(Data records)
=-=-=

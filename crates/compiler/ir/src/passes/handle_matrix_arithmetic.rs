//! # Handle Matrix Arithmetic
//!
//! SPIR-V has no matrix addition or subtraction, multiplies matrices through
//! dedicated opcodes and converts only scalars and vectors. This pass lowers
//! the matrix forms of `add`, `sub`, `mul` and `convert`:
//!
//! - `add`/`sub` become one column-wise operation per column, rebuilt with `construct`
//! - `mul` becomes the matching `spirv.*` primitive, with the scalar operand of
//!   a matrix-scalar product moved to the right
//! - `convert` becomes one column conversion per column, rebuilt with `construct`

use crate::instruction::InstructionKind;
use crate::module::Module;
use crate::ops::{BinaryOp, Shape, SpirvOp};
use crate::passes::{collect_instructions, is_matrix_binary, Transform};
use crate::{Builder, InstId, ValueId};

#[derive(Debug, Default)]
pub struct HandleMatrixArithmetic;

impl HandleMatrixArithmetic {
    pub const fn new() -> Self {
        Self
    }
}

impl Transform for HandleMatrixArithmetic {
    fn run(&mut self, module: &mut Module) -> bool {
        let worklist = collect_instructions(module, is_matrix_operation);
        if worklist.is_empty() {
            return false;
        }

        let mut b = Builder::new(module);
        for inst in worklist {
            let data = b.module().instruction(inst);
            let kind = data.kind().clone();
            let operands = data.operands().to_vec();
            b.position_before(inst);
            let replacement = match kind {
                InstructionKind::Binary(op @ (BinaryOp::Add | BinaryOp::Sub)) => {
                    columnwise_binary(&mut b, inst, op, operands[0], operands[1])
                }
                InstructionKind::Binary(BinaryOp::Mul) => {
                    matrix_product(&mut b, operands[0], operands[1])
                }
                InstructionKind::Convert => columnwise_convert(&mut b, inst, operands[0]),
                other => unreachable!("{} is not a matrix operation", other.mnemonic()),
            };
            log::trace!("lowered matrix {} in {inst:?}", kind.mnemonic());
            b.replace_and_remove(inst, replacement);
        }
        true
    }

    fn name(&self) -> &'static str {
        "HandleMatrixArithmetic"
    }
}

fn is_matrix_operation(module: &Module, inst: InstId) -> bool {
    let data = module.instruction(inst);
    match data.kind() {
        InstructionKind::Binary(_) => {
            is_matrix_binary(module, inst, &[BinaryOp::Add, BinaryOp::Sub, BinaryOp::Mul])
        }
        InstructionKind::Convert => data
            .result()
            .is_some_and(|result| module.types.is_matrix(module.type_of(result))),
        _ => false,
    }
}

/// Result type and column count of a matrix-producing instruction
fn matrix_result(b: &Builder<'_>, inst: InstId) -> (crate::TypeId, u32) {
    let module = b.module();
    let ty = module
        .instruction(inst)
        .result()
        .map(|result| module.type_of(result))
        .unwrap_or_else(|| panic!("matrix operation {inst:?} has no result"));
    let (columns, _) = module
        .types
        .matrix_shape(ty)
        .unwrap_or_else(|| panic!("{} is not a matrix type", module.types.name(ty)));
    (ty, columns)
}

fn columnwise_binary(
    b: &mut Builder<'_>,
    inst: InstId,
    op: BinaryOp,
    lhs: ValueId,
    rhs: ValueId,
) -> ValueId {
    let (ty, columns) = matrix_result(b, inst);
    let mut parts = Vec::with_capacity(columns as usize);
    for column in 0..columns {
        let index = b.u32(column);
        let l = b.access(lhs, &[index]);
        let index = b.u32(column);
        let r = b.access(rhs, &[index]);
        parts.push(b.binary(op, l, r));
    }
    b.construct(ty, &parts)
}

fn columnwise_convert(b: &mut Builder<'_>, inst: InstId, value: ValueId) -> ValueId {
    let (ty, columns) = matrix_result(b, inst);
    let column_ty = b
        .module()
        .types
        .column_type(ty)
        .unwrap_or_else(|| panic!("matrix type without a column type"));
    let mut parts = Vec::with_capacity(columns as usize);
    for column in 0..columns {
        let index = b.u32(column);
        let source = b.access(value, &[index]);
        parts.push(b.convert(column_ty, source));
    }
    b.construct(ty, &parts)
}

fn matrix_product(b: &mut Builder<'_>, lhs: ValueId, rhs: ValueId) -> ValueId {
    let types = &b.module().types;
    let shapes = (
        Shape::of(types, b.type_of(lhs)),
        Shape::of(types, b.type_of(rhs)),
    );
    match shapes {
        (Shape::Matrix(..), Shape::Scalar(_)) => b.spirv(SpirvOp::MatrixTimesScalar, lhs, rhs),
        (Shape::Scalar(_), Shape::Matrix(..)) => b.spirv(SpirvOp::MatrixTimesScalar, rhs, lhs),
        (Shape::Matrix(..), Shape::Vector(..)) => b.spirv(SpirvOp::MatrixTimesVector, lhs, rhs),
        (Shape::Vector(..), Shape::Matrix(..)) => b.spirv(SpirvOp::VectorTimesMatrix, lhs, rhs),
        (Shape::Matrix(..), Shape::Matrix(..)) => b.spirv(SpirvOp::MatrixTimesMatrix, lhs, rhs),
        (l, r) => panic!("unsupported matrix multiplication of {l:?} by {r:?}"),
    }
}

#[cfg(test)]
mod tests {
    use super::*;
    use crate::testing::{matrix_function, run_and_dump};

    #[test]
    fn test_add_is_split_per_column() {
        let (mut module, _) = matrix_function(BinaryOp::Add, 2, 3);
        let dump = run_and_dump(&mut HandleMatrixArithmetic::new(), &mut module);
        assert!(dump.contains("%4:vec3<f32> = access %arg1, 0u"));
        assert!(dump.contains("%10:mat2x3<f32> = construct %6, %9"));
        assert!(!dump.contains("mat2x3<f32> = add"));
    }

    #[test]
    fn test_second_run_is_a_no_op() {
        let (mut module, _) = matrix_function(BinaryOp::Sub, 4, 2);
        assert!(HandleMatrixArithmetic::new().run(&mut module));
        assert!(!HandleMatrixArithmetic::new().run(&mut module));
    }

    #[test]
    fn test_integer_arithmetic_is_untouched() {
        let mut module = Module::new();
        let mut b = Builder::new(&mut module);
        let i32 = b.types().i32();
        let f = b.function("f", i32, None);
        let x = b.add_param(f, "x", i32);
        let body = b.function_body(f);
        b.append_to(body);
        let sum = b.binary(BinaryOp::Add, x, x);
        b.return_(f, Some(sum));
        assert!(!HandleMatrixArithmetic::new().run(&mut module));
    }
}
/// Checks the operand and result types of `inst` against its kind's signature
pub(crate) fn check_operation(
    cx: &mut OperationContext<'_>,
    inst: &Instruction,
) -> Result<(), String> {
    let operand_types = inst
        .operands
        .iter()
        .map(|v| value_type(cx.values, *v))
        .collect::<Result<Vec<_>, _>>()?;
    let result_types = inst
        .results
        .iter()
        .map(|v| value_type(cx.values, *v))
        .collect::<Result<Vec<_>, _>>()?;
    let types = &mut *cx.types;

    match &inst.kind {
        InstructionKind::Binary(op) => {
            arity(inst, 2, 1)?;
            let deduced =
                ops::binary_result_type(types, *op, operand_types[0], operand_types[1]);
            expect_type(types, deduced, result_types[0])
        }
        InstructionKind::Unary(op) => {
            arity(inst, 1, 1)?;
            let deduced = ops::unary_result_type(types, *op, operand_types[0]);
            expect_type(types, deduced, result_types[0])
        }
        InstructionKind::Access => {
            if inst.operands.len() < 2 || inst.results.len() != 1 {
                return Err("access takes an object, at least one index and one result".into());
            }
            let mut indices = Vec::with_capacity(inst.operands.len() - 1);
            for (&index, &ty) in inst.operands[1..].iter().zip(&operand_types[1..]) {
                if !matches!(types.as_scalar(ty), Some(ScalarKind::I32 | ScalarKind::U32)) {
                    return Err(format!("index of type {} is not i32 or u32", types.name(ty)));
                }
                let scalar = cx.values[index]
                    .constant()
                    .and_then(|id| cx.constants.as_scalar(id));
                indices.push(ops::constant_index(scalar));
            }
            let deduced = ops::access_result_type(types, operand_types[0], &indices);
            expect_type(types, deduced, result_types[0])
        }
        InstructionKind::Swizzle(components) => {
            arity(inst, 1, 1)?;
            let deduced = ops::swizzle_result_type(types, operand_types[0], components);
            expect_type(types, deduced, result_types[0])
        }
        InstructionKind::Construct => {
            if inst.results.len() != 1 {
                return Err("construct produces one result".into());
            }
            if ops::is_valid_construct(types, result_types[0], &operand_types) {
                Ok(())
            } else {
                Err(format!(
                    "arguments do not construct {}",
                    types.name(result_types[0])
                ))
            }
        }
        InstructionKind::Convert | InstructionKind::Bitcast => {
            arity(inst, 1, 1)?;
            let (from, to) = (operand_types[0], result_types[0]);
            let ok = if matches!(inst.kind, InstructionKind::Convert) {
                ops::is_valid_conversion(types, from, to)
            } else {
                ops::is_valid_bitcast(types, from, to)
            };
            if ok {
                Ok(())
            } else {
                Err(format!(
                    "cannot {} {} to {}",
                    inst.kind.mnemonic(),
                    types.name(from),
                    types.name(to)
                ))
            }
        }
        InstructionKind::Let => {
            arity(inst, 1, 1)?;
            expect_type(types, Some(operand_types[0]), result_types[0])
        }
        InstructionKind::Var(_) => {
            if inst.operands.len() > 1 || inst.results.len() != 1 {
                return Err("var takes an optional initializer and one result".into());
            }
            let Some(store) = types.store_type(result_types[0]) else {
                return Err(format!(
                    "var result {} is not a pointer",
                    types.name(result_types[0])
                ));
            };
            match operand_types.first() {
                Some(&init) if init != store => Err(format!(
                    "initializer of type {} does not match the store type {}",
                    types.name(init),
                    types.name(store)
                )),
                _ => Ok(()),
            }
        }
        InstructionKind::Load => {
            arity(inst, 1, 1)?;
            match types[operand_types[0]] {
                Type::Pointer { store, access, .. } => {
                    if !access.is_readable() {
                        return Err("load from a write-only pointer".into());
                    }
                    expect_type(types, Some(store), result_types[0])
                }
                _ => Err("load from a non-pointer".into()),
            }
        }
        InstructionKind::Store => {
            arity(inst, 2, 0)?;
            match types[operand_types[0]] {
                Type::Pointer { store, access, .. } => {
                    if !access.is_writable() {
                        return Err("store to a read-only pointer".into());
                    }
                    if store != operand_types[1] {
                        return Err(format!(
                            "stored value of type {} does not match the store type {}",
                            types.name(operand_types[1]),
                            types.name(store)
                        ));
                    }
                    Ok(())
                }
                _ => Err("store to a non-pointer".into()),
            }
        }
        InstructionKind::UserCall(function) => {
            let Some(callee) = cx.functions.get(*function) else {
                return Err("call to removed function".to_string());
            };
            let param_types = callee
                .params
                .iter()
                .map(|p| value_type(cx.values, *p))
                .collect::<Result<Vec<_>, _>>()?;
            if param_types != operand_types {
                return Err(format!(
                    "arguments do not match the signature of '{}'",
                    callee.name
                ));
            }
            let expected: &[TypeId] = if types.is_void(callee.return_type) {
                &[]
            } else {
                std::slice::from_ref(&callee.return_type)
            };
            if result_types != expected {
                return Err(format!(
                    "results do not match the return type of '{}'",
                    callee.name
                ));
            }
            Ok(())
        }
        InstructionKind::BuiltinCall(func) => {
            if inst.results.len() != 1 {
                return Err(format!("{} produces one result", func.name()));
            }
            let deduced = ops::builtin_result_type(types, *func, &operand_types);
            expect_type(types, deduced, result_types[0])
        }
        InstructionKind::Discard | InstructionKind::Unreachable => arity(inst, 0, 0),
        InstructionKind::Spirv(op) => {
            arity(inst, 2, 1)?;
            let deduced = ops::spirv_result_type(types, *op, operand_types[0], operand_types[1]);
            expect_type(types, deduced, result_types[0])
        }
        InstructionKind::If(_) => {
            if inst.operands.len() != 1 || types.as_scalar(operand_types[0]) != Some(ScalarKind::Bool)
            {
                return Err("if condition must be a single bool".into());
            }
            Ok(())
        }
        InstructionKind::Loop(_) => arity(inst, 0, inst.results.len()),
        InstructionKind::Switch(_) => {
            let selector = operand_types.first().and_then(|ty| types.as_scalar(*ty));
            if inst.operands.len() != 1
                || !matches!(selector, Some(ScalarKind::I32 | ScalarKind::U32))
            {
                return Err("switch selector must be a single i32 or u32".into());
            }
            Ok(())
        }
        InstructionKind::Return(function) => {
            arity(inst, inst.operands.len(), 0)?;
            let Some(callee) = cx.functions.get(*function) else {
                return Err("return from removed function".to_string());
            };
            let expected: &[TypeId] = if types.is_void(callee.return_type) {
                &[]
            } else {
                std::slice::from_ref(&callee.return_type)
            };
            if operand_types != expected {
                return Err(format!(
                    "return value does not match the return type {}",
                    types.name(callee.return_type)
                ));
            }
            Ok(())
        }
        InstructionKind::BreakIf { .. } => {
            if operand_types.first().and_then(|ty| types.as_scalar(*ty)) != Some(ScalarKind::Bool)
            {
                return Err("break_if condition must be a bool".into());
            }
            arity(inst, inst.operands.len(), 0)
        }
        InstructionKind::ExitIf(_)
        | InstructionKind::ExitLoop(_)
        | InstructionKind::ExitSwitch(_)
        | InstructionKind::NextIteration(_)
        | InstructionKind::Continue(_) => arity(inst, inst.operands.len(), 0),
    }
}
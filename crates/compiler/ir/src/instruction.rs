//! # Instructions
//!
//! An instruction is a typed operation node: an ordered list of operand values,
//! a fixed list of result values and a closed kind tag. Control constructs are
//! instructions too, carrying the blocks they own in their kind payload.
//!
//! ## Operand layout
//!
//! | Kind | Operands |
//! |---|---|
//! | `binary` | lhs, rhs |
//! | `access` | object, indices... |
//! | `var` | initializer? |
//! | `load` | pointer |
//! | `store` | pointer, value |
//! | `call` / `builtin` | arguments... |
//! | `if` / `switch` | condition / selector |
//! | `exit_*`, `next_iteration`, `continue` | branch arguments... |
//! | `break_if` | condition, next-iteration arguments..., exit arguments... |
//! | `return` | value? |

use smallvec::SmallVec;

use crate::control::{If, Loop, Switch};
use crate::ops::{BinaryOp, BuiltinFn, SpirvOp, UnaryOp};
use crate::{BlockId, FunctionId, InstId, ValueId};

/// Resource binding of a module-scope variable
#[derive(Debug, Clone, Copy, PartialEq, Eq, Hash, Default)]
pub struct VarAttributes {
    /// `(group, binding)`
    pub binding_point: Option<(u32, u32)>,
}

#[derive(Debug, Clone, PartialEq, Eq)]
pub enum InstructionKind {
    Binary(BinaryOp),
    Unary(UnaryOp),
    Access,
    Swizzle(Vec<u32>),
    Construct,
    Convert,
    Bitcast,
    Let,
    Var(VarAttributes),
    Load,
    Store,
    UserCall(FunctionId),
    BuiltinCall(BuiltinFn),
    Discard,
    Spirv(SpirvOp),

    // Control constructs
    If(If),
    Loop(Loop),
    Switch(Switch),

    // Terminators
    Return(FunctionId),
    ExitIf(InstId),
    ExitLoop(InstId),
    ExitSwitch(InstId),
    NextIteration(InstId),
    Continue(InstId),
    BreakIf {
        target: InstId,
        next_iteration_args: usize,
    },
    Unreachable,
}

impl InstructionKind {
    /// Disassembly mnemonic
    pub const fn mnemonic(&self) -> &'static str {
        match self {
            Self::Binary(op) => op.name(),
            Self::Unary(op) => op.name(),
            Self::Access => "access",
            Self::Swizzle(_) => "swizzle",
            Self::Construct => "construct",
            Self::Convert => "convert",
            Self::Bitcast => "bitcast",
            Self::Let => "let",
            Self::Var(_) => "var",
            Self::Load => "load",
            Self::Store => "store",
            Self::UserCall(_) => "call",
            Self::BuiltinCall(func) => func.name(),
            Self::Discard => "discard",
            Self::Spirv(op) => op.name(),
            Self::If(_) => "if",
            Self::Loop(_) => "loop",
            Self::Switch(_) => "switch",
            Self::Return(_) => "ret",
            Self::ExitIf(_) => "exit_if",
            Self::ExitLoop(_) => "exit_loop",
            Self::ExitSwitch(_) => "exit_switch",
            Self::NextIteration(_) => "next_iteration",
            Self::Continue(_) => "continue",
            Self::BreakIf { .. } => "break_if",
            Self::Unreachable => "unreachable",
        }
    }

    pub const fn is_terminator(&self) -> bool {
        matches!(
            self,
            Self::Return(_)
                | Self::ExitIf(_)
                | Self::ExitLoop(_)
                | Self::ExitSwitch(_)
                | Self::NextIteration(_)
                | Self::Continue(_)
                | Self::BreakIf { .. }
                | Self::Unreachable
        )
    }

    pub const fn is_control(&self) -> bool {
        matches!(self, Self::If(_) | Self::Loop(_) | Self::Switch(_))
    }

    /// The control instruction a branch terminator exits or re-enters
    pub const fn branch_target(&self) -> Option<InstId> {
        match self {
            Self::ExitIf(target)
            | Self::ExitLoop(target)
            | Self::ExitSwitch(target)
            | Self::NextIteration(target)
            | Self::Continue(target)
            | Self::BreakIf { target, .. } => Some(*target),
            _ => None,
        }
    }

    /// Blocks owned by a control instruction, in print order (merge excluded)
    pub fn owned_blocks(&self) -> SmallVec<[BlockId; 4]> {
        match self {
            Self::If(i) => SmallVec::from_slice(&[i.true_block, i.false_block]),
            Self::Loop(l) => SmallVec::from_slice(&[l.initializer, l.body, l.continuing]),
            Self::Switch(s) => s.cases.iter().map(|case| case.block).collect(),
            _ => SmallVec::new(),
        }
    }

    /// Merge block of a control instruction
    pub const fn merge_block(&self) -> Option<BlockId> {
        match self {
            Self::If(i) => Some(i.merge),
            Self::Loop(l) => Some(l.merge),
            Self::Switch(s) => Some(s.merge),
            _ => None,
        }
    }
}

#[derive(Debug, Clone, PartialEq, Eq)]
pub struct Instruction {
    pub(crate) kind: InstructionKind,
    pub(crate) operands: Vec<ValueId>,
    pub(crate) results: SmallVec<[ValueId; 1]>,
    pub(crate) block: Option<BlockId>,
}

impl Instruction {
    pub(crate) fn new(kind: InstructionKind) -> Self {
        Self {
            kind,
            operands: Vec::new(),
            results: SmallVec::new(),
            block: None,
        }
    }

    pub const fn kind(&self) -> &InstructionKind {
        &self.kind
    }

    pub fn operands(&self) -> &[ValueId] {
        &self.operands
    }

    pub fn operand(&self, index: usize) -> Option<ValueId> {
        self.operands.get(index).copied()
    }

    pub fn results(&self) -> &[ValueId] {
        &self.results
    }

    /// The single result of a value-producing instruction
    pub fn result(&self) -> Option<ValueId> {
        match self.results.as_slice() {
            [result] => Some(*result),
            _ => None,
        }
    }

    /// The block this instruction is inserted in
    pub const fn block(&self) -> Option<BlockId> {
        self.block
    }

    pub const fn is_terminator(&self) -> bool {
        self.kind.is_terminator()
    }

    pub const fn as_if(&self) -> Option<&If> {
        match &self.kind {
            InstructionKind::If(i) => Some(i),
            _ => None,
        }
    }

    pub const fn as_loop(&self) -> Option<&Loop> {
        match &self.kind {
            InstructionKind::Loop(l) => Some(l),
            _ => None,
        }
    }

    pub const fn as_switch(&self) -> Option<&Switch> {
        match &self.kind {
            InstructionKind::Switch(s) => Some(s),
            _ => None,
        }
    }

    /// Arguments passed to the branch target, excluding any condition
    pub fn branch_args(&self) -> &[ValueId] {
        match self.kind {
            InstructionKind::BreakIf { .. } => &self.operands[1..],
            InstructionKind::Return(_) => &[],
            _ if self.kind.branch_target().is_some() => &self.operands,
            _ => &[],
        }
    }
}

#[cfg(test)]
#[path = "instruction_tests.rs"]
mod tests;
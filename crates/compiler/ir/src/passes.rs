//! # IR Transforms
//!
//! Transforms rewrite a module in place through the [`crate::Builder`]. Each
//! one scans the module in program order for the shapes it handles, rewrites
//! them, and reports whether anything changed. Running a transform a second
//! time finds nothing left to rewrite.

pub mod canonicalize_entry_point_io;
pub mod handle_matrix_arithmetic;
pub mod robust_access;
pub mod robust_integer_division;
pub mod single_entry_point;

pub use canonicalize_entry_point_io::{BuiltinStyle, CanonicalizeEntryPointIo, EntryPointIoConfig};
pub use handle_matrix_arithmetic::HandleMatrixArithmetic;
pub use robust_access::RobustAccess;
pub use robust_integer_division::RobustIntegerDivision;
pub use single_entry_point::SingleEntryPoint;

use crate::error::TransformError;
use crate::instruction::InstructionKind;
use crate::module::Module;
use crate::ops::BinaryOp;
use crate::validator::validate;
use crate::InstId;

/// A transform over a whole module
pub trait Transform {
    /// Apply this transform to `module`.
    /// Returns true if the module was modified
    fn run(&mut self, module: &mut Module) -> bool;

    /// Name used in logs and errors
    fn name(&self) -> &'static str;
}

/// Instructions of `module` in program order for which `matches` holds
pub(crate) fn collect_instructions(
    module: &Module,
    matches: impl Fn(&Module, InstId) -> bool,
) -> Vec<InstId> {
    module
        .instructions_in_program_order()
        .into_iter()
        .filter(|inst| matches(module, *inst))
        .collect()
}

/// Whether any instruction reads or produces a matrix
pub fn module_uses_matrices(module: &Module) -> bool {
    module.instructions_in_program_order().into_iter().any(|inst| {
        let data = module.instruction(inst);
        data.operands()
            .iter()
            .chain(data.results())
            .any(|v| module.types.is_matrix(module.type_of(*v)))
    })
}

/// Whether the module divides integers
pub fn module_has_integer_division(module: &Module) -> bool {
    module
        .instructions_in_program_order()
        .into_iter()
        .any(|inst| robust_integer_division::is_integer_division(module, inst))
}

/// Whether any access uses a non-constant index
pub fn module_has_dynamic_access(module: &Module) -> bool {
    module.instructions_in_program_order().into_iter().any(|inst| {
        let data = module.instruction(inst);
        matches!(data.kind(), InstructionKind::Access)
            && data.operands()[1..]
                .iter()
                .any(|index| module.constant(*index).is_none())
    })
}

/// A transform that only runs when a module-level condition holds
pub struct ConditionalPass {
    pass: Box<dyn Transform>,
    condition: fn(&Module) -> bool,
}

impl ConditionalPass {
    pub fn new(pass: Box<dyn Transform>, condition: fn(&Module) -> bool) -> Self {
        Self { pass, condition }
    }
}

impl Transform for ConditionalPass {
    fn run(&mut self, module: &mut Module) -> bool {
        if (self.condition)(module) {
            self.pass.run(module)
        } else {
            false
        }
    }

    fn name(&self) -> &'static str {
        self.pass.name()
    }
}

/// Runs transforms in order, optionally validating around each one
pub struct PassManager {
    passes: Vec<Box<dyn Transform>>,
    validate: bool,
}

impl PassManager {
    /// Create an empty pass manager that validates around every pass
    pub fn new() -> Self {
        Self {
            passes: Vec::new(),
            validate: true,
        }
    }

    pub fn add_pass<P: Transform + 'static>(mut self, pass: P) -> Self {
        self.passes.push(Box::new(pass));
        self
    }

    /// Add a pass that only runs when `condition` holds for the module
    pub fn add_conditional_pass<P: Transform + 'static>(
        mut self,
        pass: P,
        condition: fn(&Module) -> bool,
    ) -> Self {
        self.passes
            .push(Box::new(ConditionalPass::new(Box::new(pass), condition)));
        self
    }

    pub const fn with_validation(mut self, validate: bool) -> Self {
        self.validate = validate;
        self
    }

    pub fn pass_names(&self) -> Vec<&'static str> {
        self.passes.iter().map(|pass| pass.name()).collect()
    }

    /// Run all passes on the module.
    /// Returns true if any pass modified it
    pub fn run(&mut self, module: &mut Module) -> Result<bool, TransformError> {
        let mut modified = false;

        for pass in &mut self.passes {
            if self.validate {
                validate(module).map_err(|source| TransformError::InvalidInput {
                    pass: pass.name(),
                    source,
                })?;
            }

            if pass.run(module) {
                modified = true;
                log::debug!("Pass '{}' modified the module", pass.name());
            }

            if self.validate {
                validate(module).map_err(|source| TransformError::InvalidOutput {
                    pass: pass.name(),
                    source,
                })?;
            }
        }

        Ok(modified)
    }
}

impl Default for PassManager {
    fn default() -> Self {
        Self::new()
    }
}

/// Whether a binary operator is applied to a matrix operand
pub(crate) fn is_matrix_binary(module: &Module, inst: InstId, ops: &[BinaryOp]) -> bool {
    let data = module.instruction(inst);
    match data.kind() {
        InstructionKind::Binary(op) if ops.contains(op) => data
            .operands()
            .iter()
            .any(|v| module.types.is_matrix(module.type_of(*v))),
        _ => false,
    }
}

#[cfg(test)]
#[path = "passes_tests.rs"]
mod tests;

=-=-=

* EXERCISE AIM
Please copy only these lines, exactly: the first line of the records through the line containing "to the right", ends included.

* THE ANSWER
filename crates/compiler/ir/src/passes/handle_matrix_arithmetic.rs
//! # Handle Matrix Arithmetic
//!
//! SPIR-V has no matrix addition or subtraction, multiplies matrices through
//! dedicated opcodes and converts only scalars and vectors. This pass lowers
//! the matrix forms of `add`, `sub`, `mul` and `convert`:
//!
//! - `add`/`sub` become one column-wise operation per column, rebuilt with `construct`
//! - `mul` becomes the matching `spirv.*` primitive, with the scalar operand of
//!   a matrix-scalar product moved to the right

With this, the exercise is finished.